Like best case scenario is mediocrity. So you've got to really, really protect that vision and surround yourself with people and affirmations and just self grounding to be like, this is what we're doing. And you know what? That's all good advice. I'm going to pick and choose what I actually absorb and real and make myself believe that actually I can see this thing through. 

I love it. That's amazing. When you were saying that, it reminds me of Eric Thomas. He's got that mantra. I can, I will, I must. And that was kind of going through my head as you were saying that. As some of those building a company, when they get these pieces of doubt in their mind, what's a couple of things they can do to get the doubt out of their mind? Like what are things like actionable things that they might be able to do? Okay. 

So this, this is where we get kind of woo-woo, but it's not woo-woo because it matters. And the worst thing you can do is just keep moving forward and not, not pay attention to it because again, you'll dilute the magic. So to me, it's journaling. Ironically, I have mine here and I have like hundreds of notebooks behind me because I have a book called The Artist Way. 

Even if you're not an artist, you don't think you're creative. It's really important because it talks about the importance of journaling. Three pages a day. Handwritten. Doesn't matter. 

Nobody sees them. There's no format. There's no magical way to do it. But it, it forces you to check in with yourself. It forces you to, to tap into that, that magical founder vision, that the concerns to talk yourself through the challenges that you're facing because we know this like more, more often than not, you already have what it takes. You already know the answer. 

There's just head trash or other people's voices in the way. So one, journaling every single day, you know, whether you want to spend five minutes or three hours, every single day will help you to see the patterns and actually listen to yourself. And then two, is surround yourself with good people, which is so much easier said than done. People who don't have their own motives and their own agendas for what you're doing with your business, but that really are there to listen to you and to support you. And we'll hear you out and just kind of ask you the tough questions about what you're doing. 

So many people don't ask the tough questions. And it's funny. So we, this morning, we're on the phone with a VC firm out of the UK. And I think one of the things that we really honed in on and Dale could gut check me here, but that I feel they appreciate it is we are going to come in and ask the tough questions. 

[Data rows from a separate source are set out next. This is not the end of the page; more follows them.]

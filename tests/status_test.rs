//! Tests for status aggregation over unit trees

use std::cell::RefCell;
use std::rc::Rc;

use rstest::rstest;

use launchkit::domain::{LocalStatus, RunResult, StatusWidth, Unit, UnitRef};
use launchkit::local_status;
use launchkit::util::testing;

#[ctor::ctor]
fn init() {
    testing::init_test_setup();
}

struct Probe {
    local: Option<u32>,
    width: StatusWidth,
    dependencies: Vec<UnitRef>,
}

impl Probe {
    fn weighted(width: u32, local: Option<u32>) -> Self {
        Self {
            local,
            width: StatusWidth::Weighted(width),
            dependencies: Vec::new(),
        }
    }

    fn opaque(local: Option<u32>) -> Self {
        Self {
            local,
            width: StatusWidth::Opaque,
            dependencies: Vec::new(),
        }
    }

    fn with(mut self, dependency: Probe) -> Self {
        self.dependencies.push(Rc::new(RefCell::new(dependency)));
        self
    }
}

impl Unit for Probe {
    fn run(&mut self) -> RunResult {
        Ok(())
    }

    fn local_status(&self) -> Option<u32> {
        self.local
    }

    fn status_width(&self) -> StatusWidth {
        self.width
    }

    fn dependencies(&self) -> &[UnitRef] {
        &self.dependencies
    }
}

#[rstest]
#[case(None)]
#[case(Some(0))]
fn given_leaf_without_failure_when_aggregating_then_zero(#[case] local: Option<u32>) {
    assert_eq!(Probe::weighted(3, local).status_code(), 0);
}

#[rstest]
#[case(1)]
#[case(2)]
fn given_local_failure_when_aggregating_then_ordinal_returned(#[case] ordinal: u32) {
    let unit = Probe::weighted(3, Some(ordinal)).with(Probe::weighted(4, Some(3)));
    assert_eq!(unit.status_code(), ordinal);
}

#[test]
fn given_all_dependencies_succeed_when_aggregating_then_zero() {
    let unit = Probe::weighted(2, Some(0))
        .with(Probe::weighted(3, None))
        .with(Probe::opaque(Some(0)));
    assert_eq!(unit.status_code(), 0);
}

#[test]
fn given_failing_dependency_when_aggregating_then_offset_by_preceding_slots() {
    // Arrange: own width 2, then [width 3 ok], [width 4 failing with 3]
    let unit = Probe::weighted(2, None)
        .with(Probe::weighted(3, None))
        .with(Probe::weighted(4, Some(3)));

    // Act / Assert
    assert_eq!(unit.status_code(), 2 + 3 + 3);
}

#[test]
fn given_opaque_failing_dependency_when_aggregating_then_collapses_to_one() {
    let unit = Probe::weighted(2, None)
        .with(Probe::opaque(None))
        .with(Probe::opaque(Some(7)));
    assert_eq!(unit.status_code(), 2 + 1 + 1);
}

#[test]
fn given_two_failing_dependencies_when_aggregating_then_first_wins() {
    let unit = Probe::weighted(1, None)
        .with(Probe::weighted(2, Some(1)))
        .with(Probe::weighted(5, Some(4)));
    assert_eq!(unit.status_code(), 1 + 1);
}

#[test]
fn given_nested_failure_when_aggregating_then_inner_code_shifted_at_each_level() {
    // grandchild fails with 2 inside child (width 2): child code 2 + 2 = 4
    let child = Probe::weighted(2, None).with(Probe::weighted(3, Some(2)));
    let root = Probe::weighted(3, None).with(Probe::weighted(1, None)).with(child);
    assert_eq!(root.status_code(), 3 + 1 + 4);
}

#[test]
fn given_tree_when_measuring_then_max_code_sums_slots() {
    let unit = Probe::weighted(2, None)
        .with(Probe::weighted(3, None))
        .with(Probe::opaque(None))
        .with(Probe::weighted(4, None));
    assert_eq!(unit.max_status_code(), 2 + 3 + 1 + 4);
}

#[test]
fn given_any_failure_when_aggregating_then_code_within_code_space() {
    let units = [
        Probe::weighted(2, Some(1)).with(Probe::weighted(3, None)),
        Probe::weighted(2, None).with(Probe::weighted(3, Some(2))),
        Probe::weighted(2, None).with(Probe::weighted(3, None)).with(Probe::opaque(Some(9))),
    ];
    for unit in units {
        let code = unit.status_code();
        assert!(code > 0 && code <= unit.max_status_code(), "code {code} out of range");
    }
}

#[test]
fn given_dependency_state_change_when_aggregating_again_then_reflects_new_state() {
    // Arrange
    let dependency = Rc::new(RefCell::new(Probe::weighted(3, None)));
    let shared: UnitRef = dependency.clone();
    let unit = Probe {
        local: None,
        width: StatusWidth::Weighted(2),
        dependencies: vec![shared],
    };
    assert_eq!(unit.status_code(), 0);

    // Act
    dependency.borrow_mut().local = Some(1);

    // Assert
    assert_eq!(unit.status_code(), 2 + 1);
}

local_status! {
    enum Transfer {
        Ok,
        Timeout,
        Refused,
    }
}

#[test]
fn given_declared_vocabulary_when_used_as_width_then_weighted_by_variant_count() {
    assert_eq!(Transfer::width(), StatusWidth::Weighted(3));
    assert_eq!(Transfer::ALL, &[Transfer::Ok, Transfer::Timeout, Transfer::Refused]);
    assert!(Transfer::Ok.is_success());
    assert!(!Transfer::Refused.is_success());

    let unit = Probe::weighted(1, None).with(Probe::weighted(
        Transfer::width().slots(),
        Some(Transfer::Refused.ordinal()),
    ));
    assert_eq!(unit.status_code(), 1 + 2);
}

#[test]
fn given_busy_dependency_when_aggregating_then_reported_as_opaque_failure() {
    // Arrange: second dependency is mutably borrowed, as during its own run
    let busy = Rc::new(RefCell::new(Probe::weighted(5, None)));
    let idle: UnitRef = Rc::new(RefCell::new(Probe::weighted(3, None)));
    let shared: UnitRef = busy.clone();
    let unit = Probe {
        local: None,
        width: StatusWidth::Weighted(2),
        dependencies: vec![idle, shared],
    };
    let _guard = busy.borrow_mut();

    // Act / Assert
    assert_eq!(unit.status_code(), 2 + 3 + 1);
    assert_eq!(unit.max_status_code(), 2 + 3 + 1);
}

There's a lot of people who are just going to show up and be like, oh, you're doing this. Let's do a little tweak and bad. And like your team's perfect and everything's wonderful. And here's your pretty slide deck. And like, if that's who you want, like, I would rather walk away from that business. Because my ethos at the end of the day is like, we want to extend your runway and decrease your burden. 

And I can't do that by blowing smoke up your ass part of my French. We have to be very honest with one another. But you work with a lot of founders as well. How many of them really want to answer those tough questions and how do you shift the ones who don't to understand that they really need to, if they want to get where they're going to get? I think most of them somewhere in there really want to. 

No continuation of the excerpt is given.